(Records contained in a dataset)
──────
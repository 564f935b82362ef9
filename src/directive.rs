//! Control directives embedded in participant replies
//!
//! The grammar is plain prose with no escaping, checked in priority order:
//! `PASS TO <name>[: <content>]`, then `REDIRECT`, then `END CONVERSATION`.
//! Anything else is an ordinary reply. A participant who happens to write
//! "redirect" in passing will be read as redirecting.

#[cfg(test)]
mod proptests;

use regex::Regex;
use std::sync::LazyLock;
use thiserror::Error;

static PASS_PATTERN: LazyLock<Regex> = LazyLock::new(|| {
    Regex::new(r"(?i)PASS TO (\w+)(?::\s*(.*))?").expect("pass pattern is valid")
});

static PASS_PHRASE: LazyLock<Regex> =
    LazyLock::new(|| Regex::new(r"(?i)PASS TO \w+").expect("pass phrase pattern is valid"));

static PASS_SPLIT: LazyLock<Regex> =
    LazyLock::new(|| Regex::new(r"(?i)PASS TO").expect("pass split pattern is valid"));

static REDIRECT_TOKEN: LazyLock<Regex> =
    LazyLock::new(|| Regex::new(r"(?i)REDIRECT").expect("redirect pattern is valid"));

const END_PHRASE: &str = "END CONVERSATION";

/// Parsed control intent of one reply
#[derive(Debug, Clone, PartialEq, Eq)]
pub enum Directive {
    /// Plain reply; the turn moves on in round-robin order
    Respond { content: String },
    /// Hand the next turn to `target` (lowercased)
    Pass {
        target: String,
        content: String,
        /// Content came from an explicit `: <content>` suffix
        inline: bool,
    },
    /// Bounce the turn back to the previous speaker
    Redirect { content: String },
    End { content: String },
}

impl Directive {
    pub fn kind(&self) -> &'static str {
        match self {
            Directive::Respond { .. } => "respond",
            Directive::Pass { .. } => "pass",
            Directive::Redirect { .. } => "redirect",
            Directive::End { .. } => "end",
        }
    }
}

/// A PASS that cannot be honored
#[derive(Debug, Clone, PartialEq, Eq, Error)]
pub enum InvalidTarget {
    #[error("{speaker} tried to pass to unknown participant \"{target}\"")]
    Unknown { speaker: String, target: String },
    #[error("{speaker} tried to pass to themselves")]
    SelfPass { speaker: String },
    #[error("{speaker} passed to {target} without an inline message")]
    MissingContent { speaker: String, target: String },
}

/// Read the directive out of a completed reply
pub fn parse(text: &str) -> Directive {
    if let Some(caps) = PASS_PATTERN.captures(text) {
        let target = caps[1].to_lowercase();
        let inline = caps
            .get(2)
            .map(|m| m.as_str().trim())
            .filter(|s| !s.is_empty());

        return match inline {
            Some(content) => Directive::Pass {
                target,
                content: content.to_string(),
                inline: true,
            },
            None => Directive::Pass {
                target,
                content: non_empty_or(PASS_PHRASE.replace(text, "").trim(), text),
                inline: false,
            },
        };
    }

    if text.to_uppercase().contains("REDIRECT") {
        return Directive::Redirect {
            content: non_empty_or(REDIRECT_TOKEN.replace(text, "").trim(), text),
        };
    }

    if text.to_uppercase().contains(END_PHRASE) {
        return Directive::End {
            content: text.to_string(),
        };
    }

    Directive::Respond {
        content: text.to_string(),
    }
}

/// Reply text before the first `PASS TO`
pub fn preamble(text: &str) -> &str {
    PASS_SPLIT
        .splitn(text, 2)
        .next()
        .unwrap_or(text)
        .trim()
}

fn non_empty_or(candidate: &str, fallback: &str) -> String {
    if candidate.is_empty() {
        fallback.to_string()
    } else {
        candidate.to_string()
    }
}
──────
__Exercise prompt__. Could you retype all of the entries, leaving every character unchanged?

__Task solution__.
repository 564f935b82362ef9
filename src/directive.rs
//! Control directives embedded in participant replies
//!
//! The grammar is plain prose with no escaping, checked in priority order:
//! `PASS TO <name>[: <content>]`, then `REDIRECT`, then `END CONVERSATION`.
//! Anything else is an ordinary reply. A participant who happens to write
//! "redirect" in passing will be read as redirecting.

#[cfg(test)]
mod proptests;

use regex::Regex;
use std::sync::LazyLock;
use thiserror::Error;

static PASS_PATTERN: LazyLock<Regex> = LazyLock::new(|| {
    Regex::new(r"(?i)PASS TO (\w+)(?::\s*(.*))?").expect("pass pattern is valid")
});

static PASS_PHRASE: LazyLock<Regex> =
    LazyLock::new(|| Regex::new(r"(?i)PASS TO \w+").expect("pass phrase pattern is valid"));

static PASS_SPLIT: LazyLock<Regex> =
    LazyLock::new(|| Regex::new(r"(?i)PASS TO").expect("pass split pattern is valid"));

static REDIRECT_TOKEN: LazyLock<Regex> =
    LazyLock::new(|| Regex::new(r"(?i)REDIRECT").expect("redirect pattern is valid"));

const END_PHRASE: &str = "END CONVERSATION";

/// Parsed control intent of one reply
#[derive(Debug, Clone, PartialEq, Eq)]
pub enum Directive {
    /// Plain reply; the turn moves on in round-robin order
    Respond { content: String },
    /// Hand the next turn to `target` (lowercased)
    Pass {
        target: String,
        content: String,
        /// Content came from an explicit `: <content>` suffix
        inline: bool,
    },
    /// Bounce the turn back to the previous speaker
    Redirect { content: String },
    End { content: String },
}

impl Directive {
    pub fn kind(&self) -> &'static str {
        match self {
            Directive::Respond { .. } => "respond",
            Directive::Pass { .. } => "pass",
            Directive::Redirect { .. } => "redirect",
            Directive::End { .. } => "end",
        }
    }
}

/// A PASS that cannot be honored
#[derive(Debug, Clone, PartialEq, Eq, Error)]
pub enum InvalidTarget {
    #[error("{speaker} tried to pass to unknown participant \"{target}\"")]
    Unknown { speaker: String, target: String },
    #[error("{speaker} tried to pass to themselves")]
    SelfPass { speaker: String },
    #[error("{speaker} passed to {target} without an inline message")]
    MissingContent { speaker: String, target: String },
}

/// Read the directive out of a completed reply
pub fn parse(text: &str) -> Directive {
    if let Some(caps) = PASS_PATTERN.captures(text) {
        let target = caps[1].to_lowercase();
        let inline = caps
            .get(2)
            .map(|m| m.as_str().trim())
            .filter(|s| !s.is_empty());

        return match inline {
            Some(content) => Directive::Pass {
                target,
                content: content.to_string(),
                inline: true,
            },
            None => Directive::Pass {
                target,
                content: non_empty_or(PASS_PHRASE.replace(text, "").trim(), text),
                inline: false,
            },
        };
    }

    if text.to_uppercase().contains("REDIRECT") {
        return Directive::Redirect {
            content: non_empty_or(REDIRECT_TOKEN.replace(text, "").trim(), text),
        };
    }

    if text.to_uppercase().contains(END_PHRASE) {
        return Directive::End {
            content: text.to_string(),
        };
    }

    Directive::Respond {
        content: text.to_string(),
    }
}

/// Reply text before the first `PASS TO`
pub fn preamble(text: &str) -> &str {
    PASS_SPLIT
        .splitn(text, 2)
        .next()
        .unwrap_or(text)
        .trim()
}

fn non_empty_or(candidate: &str, fallback: &str) -> String {
    if candidate.is_empty() {
        fallback.to_string()
    } else {
        candidate.to_string()
    }
}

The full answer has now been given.